═════ Given entries ═════

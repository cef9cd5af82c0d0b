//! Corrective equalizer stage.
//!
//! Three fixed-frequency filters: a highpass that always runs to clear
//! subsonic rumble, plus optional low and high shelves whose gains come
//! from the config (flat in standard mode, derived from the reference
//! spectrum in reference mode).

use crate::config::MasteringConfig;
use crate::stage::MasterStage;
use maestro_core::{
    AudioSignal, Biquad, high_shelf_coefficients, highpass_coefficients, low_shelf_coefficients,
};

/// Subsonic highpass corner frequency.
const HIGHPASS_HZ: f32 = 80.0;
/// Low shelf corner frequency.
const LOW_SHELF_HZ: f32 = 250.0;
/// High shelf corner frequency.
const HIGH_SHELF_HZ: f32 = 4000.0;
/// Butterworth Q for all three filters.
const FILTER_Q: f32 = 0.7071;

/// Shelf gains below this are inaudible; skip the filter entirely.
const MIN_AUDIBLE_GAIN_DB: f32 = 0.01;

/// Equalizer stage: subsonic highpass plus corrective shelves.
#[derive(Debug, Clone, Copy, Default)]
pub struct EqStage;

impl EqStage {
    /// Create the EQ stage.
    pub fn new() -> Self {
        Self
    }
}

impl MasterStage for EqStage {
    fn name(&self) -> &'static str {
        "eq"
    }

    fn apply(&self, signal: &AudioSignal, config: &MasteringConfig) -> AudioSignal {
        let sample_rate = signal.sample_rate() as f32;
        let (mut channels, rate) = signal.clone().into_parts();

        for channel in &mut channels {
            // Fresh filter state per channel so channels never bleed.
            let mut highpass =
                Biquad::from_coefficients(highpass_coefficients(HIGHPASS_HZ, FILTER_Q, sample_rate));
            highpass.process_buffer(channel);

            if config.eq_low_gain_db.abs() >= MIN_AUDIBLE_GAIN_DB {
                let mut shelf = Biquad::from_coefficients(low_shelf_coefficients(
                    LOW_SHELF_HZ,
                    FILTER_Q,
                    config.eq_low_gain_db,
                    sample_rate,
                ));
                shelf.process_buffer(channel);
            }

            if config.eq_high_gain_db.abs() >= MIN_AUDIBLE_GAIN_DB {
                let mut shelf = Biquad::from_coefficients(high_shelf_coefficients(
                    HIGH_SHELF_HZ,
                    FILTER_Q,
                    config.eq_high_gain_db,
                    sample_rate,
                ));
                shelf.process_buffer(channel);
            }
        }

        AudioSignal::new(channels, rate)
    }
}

═════
═════ Given entries ═════

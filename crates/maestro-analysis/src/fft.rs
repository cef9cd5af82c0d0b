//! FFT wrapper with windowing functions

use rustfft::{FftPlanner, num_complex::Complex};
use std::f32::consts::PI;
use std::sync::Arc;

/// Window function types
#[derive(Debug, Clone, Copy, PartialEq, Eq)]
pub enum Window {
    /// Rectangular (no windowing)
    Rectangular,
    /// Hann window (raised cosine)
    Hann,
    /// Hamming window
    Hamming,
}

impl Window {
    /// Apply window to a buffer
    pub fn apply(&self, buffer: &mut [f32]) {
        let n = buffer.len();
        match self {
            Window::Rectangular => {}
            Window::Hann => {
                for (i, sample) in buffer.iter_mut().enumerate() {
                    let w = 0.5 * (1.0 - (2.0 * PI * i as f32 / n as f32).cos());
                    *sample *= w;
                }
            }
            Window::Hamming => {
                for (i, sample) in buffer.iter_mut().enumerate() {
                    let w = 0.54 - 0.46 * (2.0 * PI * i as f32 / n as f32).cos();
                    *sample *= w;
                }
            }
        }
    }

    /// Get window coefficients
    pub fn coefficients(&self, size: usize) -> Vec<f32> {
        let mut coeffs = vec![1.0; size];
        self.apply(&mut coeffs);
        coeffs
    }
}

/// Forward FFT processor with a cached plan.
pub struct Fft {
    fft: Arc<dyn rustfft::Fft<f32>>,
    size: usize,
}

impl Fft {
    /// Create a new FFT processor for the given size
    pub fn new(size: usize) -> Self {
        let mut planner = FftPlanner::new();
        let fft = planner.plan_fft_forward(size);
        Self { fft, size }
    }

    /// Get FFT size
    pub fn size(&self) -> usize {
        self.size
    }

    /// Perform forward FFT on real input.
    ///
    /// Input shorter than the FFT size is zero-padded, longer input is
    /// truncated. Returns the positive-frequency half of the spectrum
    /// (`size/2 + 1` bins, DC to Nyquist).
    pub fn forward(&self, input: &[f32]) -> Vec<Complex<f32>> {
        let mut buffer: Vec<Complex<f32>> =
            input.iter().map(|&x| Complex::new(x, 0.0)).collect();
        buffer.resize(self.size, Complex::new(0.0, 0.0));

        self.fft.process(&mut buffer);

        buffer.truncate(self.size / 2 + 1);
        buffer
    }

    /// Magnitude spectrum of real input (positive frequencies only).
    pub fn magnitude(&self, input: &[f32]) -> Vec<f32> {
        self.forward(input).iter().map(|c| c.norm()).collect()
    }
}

═════
═════ Given entries ═════

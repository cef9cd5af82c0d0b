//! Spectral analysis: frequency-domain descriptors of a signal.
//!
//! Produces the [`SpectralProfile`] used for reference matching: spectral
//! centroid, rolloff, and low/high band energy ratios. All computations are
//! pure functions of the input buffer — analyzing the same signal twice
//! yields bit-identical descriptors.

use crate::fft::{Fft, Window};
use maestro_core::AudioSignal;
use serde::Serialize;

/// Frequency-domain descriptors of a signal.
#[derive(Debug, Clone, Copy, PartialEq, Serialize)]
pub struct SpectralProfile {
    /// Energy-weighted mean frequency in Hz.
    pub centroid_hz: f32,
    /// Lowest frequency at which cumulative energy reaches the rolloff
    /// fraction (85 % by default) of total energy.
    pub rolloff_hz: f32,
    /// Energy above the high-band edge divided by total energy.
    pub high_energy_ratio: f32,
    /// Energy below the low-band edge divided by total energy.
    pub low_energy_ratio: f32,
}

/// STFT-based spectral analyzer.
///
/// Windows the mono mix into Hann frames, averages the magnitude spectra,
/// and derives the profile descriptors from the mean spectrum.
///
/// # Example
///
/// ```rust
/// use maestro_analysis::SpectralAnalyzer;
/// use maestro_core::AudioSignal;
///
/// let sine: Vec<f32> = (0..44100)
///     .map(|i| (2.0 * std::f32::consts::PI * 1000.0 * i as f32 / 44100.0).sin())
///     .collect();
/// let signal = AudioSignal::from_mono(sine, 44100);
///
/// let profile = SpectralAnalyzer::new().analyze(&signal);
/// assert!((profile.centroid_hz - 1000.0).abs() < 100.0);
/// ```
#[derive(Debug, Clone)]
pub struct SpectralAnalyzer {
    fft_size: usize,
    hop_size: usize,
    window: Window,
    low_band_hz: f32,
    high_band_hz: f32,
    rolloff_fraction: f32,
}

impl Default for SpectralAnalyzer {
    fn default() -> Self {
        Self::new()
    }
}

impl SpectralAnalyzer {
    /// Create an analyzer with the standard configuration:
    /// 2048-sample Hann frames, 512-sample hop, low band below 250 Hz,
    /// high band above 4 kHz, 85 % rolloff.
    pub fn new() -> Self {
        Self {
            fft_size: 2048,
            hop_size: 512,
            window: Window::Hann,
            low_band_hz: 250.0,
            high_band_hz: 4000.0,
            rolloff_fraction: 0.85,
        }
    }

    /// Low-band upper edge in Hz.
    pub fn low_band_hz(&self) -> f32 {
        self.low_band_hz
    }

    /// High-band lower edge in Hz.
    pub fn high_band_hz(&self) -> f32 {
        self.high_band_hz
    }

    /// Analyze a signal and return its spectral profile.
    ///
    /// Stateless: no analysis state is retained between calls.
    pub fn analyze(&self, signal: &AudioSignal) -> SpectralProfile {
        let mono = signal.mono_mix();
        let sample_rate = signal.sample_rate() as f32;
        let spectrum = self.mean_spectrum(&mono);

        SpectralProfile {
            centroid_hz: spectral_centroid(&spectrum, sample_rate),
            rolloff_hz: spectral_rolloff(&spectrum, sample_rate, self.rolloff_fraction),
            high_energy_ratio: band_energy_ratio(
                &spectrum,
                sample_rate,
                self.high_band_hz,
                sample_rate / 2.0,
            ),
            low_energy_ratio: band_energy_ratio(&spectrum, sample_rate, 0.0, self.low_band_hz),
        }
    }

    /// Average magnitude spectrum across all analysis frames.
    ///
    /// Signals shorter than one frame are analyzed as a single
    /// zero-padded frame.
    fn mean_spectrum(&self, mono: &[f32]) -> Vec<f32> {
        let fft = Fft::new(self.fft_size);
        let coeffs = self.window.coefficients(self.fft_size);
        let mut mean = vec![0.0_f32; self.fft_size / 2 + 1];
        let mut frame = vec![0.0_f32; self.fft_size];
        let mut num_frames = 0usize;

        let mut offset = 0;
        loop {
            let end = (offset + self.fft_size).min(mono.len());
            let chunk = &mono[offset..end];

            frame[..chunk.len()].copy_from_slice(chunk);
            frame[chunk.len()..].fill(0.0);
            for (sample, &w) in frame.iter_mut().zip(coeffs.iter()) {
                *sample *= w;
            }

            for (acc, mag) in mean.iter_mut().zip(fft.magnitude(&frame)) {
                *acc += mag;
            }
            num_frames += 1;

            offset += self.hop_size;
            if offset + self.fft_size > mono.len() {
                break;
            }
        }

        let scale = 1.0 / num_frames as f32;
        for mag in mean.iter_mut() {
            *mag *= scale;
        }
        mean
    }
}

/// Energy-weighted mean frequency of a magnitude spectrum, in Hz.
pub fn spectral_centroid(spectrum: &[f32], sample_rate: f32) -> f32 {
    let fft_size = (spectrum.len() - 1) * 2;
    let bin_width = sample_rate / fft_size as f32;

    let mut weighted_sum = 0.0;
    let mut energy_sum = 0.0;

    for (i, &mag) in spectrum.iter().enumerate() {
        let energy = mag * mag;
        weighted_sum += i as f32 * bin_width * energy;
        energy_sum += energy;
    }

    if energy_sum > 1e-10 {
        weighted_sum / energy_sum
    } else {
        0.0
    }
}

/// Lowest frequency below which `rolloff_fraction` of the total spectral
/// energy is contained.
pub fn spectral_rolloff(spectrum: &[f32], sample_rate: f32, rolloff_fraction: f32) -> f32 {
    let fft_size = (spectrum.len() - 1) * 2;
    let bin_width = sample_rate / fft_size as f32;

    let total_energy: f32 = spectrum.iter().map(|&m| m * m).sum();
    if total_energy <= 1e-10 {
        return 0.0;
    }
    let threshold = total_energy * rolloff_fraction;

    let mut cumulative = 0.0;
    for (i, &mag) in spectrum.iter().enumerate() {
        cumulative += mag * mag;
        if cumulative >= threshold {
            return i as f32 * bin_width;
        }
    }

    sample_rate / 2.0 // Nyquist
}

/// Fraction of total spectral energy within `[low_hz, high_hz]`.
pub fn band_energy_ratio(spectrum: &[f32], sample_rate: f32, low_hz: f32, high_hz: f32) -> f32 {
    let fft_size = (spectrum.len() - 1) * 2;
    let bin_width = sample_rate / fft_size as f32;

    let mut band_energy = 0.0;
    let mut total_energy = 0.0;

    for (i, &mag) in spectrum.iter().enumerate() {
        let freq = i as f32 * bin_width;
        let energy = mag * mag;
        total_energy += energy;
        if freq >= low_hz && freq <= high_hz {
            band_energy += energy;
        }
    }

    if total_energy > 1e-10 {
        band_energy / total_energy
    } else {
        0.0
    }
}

═════

Look above for the line with "runs to clear" and the line with "if config.eq_high_gain_db.abs() >= MIN_AUDIBLE_GAIN_DB". Retype those two lines and every line between them exactly, adding nothing.

● **Reply**
//! Three fixed-frequency filters: a highpass that always runs to clear
//! subsonic rumble, plus optional low and high shelves whose gains come
//! from the config (flat in standard mode, derived from the reference
//! spectrum in reference mode).

use crate::config::MasteringConfig;
use crate::stage::MasterStage;
use maestro_core::{
    AudioSignal, Biquad, high_shelf_coefficients, highpass_coefficients, low_shelf_coefficients,
};

/// Subsonic highpass corner frequency.
const HIGHPASS_HZ: f32 = 80.0;
/// Low shelf corner frequency.
const LOW_SHELF_HZ: f32 = 250.0;
/// High shelf corner frequency.
const HIGH_SHELF_HZ: f32 = 4000.0;
/// Butterworth Q for all three filters.
const FILTER_Q: f32 = 0.7071;

/// Shelf gains below this are inaudible; skip the filter entirely.
const MIN_AUDIBLE_GAIN_DB: f32 = 0.01;

/// Equalizer stage: subsonic highpass plus corrective shelves.
#[derive(Debug, Clone, Copy, Default)]
pub struct EqStage;

impl EqStage {
    /// Create the EQ stage.
    pub fn new() -> Self {
        Self
    }
}

impl MasterStage for EqStage {
    fn name(&self) -> &'static str {
        "eq"
    }

    fn apply(&self, signal: &AudioSignal, config: &MasteringConfig) -> AudioSignal {
        let sample_rate = signal.sample_rate() as f32;
        let (mut channels, rate) = signal.clone().into_parts();

        for channel in &mut channels {
            // Fresh filter state per channel so channels never bleed.
            let mut highpass =
                Biquad::from_coefficients(highpass_coefficients(HIGHPASS_HZ, FILTER_Q, sample_rate));
            highpass.process_buffer(channel);

            if config.eq_low_gain_db.abs() >= MIN_AUDIBLE_GAIN_DB {
                let mut shelf = Biquad::from_coefficients(low_shelf_coefficients(
                    LOW_SHELF_HZ,
                    FILTER_Q,
                    config.eq_low_gain_db,
                    sample_rate,
                ));
                shelf.process_buffer(channel);
            }

            if config.eq_high_gain_db.abs() >= MIN_AUDIBLE_GAIN_DB {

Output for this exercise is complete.